# Looking for places to move to



## johnny uncool (Mar 4, 2013)

I'm currently located in VA and will be eligible to retire in a couple of years. Looking to relocate to a homestead property but have not decided on a destination other than the states of New Hampshire, Maine, Montana and western Pennsylvania. Does anyone have any thoughts or insights on any of these places?


----------



## twogether (Mar 27, 2008)

Johnny,

I noticed that your post had gone unanswered, but allow me to touch upon the subject just a smidge. One of your places that you had indicated that you were looking at was Montana and I can tell you that Montana is a lovely and open state filled with big sky and a great pace of life.
Due to an increase in options for me at my job in Wyoming (another great place) my wife and I will be selling our homestead in Montana (look at the title "Home in Montana" for more information) and focusing our efforts of raising our 6 children and moving up the ladder at my current place of employment. 
If you should have any questions please let me know.

Thanks.


----------



## MelonBar (Dec 27, 2012)

Johnny

This is a great book on finding a place to live, It has lots of maps and huge amounts of data.

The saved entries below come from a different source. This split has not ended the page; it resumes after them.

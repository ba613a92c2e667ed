//! Interface de linha de comando do test-driver baseada em clap.
//!
//! Define a struct [`Cli`] com subcomandos [`Command`] (run, clean, plan)
//! e flags globais (--settings, --verbose).

use std::path::PathBuf;

use clap::{Args, Parser, Subcommand};

/// test-driver: executa baterias de regressão e compara resultados com baselines.
#[derive(Debug, Parser)]
#[command(name = "test-driver", version, about)]
pub struct Cli {
    #[command(subcommand)]
    pub command: Command,

    /// Arquivo de configuração da máquina (padrão: ./test-driver.toml).
    #[arg(long, global = true)]
    pub settings: Option<PathBuf>,

    /// Habilita saída detalhada (verbose).
    #[arg(long, short, global = true, default_value_t = false)]
    pub verbose: bool,
}

/// Identificação do build testado, usada no relatório e no email.
#[derive(Debug, Clone, Default, Args)]
pub struct RunArgs {
    /// Hash do commit testado; se omitido, usa o HEAD do repositório atual.
    #[arg(long)]
    pub commit: Option<String>,

    /// Ambiente de build (ex.: Linux, Windows).
    #[arg(long, default_value = "")]
    pub environment: String,

    /// Arquitetura de build (ex.: x64).
    #[arg(long, default_value = "")]
    pub architecture: String,

    /// Número de workers; valores <= 0 subtraem do total de CPUs.
    #[arg(long, allow_negative_numbers = true)]
    pub threads: Option<i32>,

    /// Não envia o email de resumo, mesmo se configurado.
    #[arg(long, default_value_t = false)]
    pub no_email: bool,

    /// Não apaga artefatos de execuções anteriores antes de rodar.
    #[arg(long, default_value_t = false)]
    pub keep_results: bool,
}

#[derive(Debug, Subcommand)]
pub enum Command {
    /// Executa todos os jobs do arquivo de configuração e gera o relatório.
    Run {
        /// Arquivo de configuração de testes.
        config: PathBuf,

        #[command(flatten)]
        args: RunArgs,
    },

    /// Apaga os artefatos que os jobs do arquivo produziriam.
    Clean {
        /// Arquivo de configuração de testes.
        config: PathBuf,
    },

    /// Mostra os jobs do arquivo sem executá-los.
    Plan {
        /// Arquivo de configuração de testes.
        config: PathBuf,
    },
}

#[cfg(test)]
mod tests {
    use super::*;
    use clap::CommandFactory;

    #[test]
    fn cli_parses_run_subcommand() {
        let cli = Cli::parse_from(["test-driver", "run", "VerificationScenarios.config"]);
        match cli.command {
            Command::Run { config, args } => {
                assert_eq!(config, PathBuf::from("VerificationScenarios.config"));
                assert!(args.commit.is_none());
                assert!(args.threads.is_none());
                assert!(!args.no_email);
            }
            _ => panic!("expected Run command"),
        }
    }

    #[test]
    fn cli_parses_build_identity() {
        let cli = Cli::parse_from([
            "test-driver",
            "run",
            "Unit.config",
            "--commit",
            "0123456789abcdef",
            "--environment",
            "Linux",
            "--architecture",
            "x64",
            "--threads",
            "-2",
            "--no-email",
        ]);
        let Command::Run { args, .. } = cli.command else {
            panic!("expected Run command");
        };
        assert_eq!(args.commit.as_deref(), Some("0123456789abcdef"));
        assert_eq!(args.environment, "Linux");
        assert_eq!(args.architecture, "x64");
        assert_eq!(args.threads, Some(-2));
        assert!(args.no_email);
    }

    #[test]
    fn cli_parses_global_flags() {
        let cli = Cli::parse_from([
            "test-driver",
            "--settings",
            "ci/test-driver.toml",
            "--verbose",
            "plan",
            "Unit.config",
        ]);
        assert!(cli.verbose);
        assert_eq!(cli.settings, Some(PathBuf::from("ci/test-driver.toml")));
        assert!(matches!(cli.command, Command::Plan { .. }));
    }

    #[test]
    fn cli_parses_clean_subcommand() {
        let cli = Cli::parse_from(["test-driver", "clean", "Unit.config"]);
        assert!(matches!(cli.command, Command::Clean { config } if config == PathBuf::from("Unit.config")));
    }

    #[test]
    fn cli_verify() {
        Cli::command().debug_assert();
    }
}
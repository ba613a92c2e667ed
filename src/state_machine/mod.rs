mod job;
mod state;

pub use job::{AutoSerialization, JobRecord, PlotType, TestJob};
pub use state::{JobState, StateMachine, Transition};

A place in Montana would be great, unless it's down the road from a nuclear missile battery, or a major flight route from people escaping some huge city in Canada. This book will give you that information.

http://www.infowarsshop.com/Strategic-Relocation-North-American-Guide-To-Safe-Places-BOOK_p_439.html


----------



## Bubba1358 (Nov 6, 2013)

Tennessee is very nice. We're zone 7 (long growing season!), and have no state income tax. Property about an hour or more outside the major cities is very reasonable.


----------